## Work to complete
Check each line of the material for "PartialEq" and report how many lines have it, with nothing added.
[[ Records supplied open ]]
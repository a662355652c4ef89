//! Step catalog
//!
//! The fixed, ordered list of quiz steps with stable names. Every derived
//! per-step metric is laid out against this catalog.

use serde::Serialize;

/// Terminal step of the reference flow
pub const DEFAULT_TERMINAL_STEP: u32 = 18;

/// Label carried by `quiz_complete` events
pub const QUIZ_COMPLETE_NAME: &str = "Quiz Complete";

const REFERENCE_STEPS: [&str; 19] = [
    "Intro",
    "Cuantos kilos perder",
    "Clasificacion cuerpo",
    "Zona reducir grasa",
    "Nombre",
    "Feliz con apariencia",
    "Obstaculos perder peso",
    "Como afecta peso vida",
    "Beneficios deseados",
    "Protocol Intro",
    "Testimonials",
    "Peso actual",
    "Estatura",
    "Peso objetivo",
    "Ingesta agua",
    "Loading",
    "Result",
    "Sales Page",
    "Video Page",
];

/// A single catalog entry
#[derive(Debug, Clone, PartialEq, Eq, Serialize)]
#[serde(rename_all = "camelCase")]
pub struct StepDef {
    pub step: u32,
    pub name: String,
}

/// Ordered step catalog (indices 0..=N)
#[derive(Debug, Clone, PartialEq, Eq)]
pub struct StepCatalog {
    steps: Vec<StepDef>,
    terminal_step: u32,
}

impl StepCatalog {
    /// Build a catalog from ordered names; index i gets `names[i]`.
    ///
    /// An empty list yields a single generic step 0.
    pub fn new<I, S>(names: I) -> Self
    where
        I: IntoIterator<Item = S>,
        S: Into<String>,
    {
        let mut steps: Vec<StepDef> = names
            .into_iter()
            .enumerate()
            .map(|(i, name)| StepDef {
                step: i as u32,
                name: name.into(),
            })
            .collect();

        if steps.is_empty() {
            steps.push(StepDef {
                step: 0,
                name: generic_name(0),
            });
        }

        let terminal_step = steps.len() as u32 - 1;
        Self {
            steps,
            terminal_step,
        }
    }

    /// The 19-step reference flow (0..=18)
    pub fn reference() -> Self {
        Self::new(REFERENCE_STEPS)
    }

    /// Builder: override the terminal step used for abandonment
    pub fn terminal(mut self, step: u32) -> Self {
        self.terminal_step = step;
        self
    }

    /// Terminal step; sessions whose furthest step is below it are abandoned
    pub fn terminal_step(&self) -> u32 {
        self.terminal_step
    }

    /// Catalog entries in step order
    pub fn steps(&self) -> &[StepDef] {
        &self.steps
    }

    pub fn len(&self) -> usize {
        self.steps.len()
    }

    pub fn is_empty(&self) -> bool {
        self.steps.is_empty()
    }

    pub fn contains(&self, step: u32) -> bool {
        (step as usize) < self.steps.len()
    }

    /// Label for a step, falling back to a generic one for unknown steps
    pub fn name_for(&self, step: u32) -> String {
        self.steps
            .get(step as usize)
            .map(|s| s.name.clone())
            .unwrap_or_else(|| generic_name(step))
    }
}

impl Default for StepCatalog {
    fn default() -> Self {
        Self::reference()
    }
}

fn generic_name(step: u32) -> String {
    format!("Step {}", step)
}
[[ Records supplied closed ]]
## Response for this exercise
2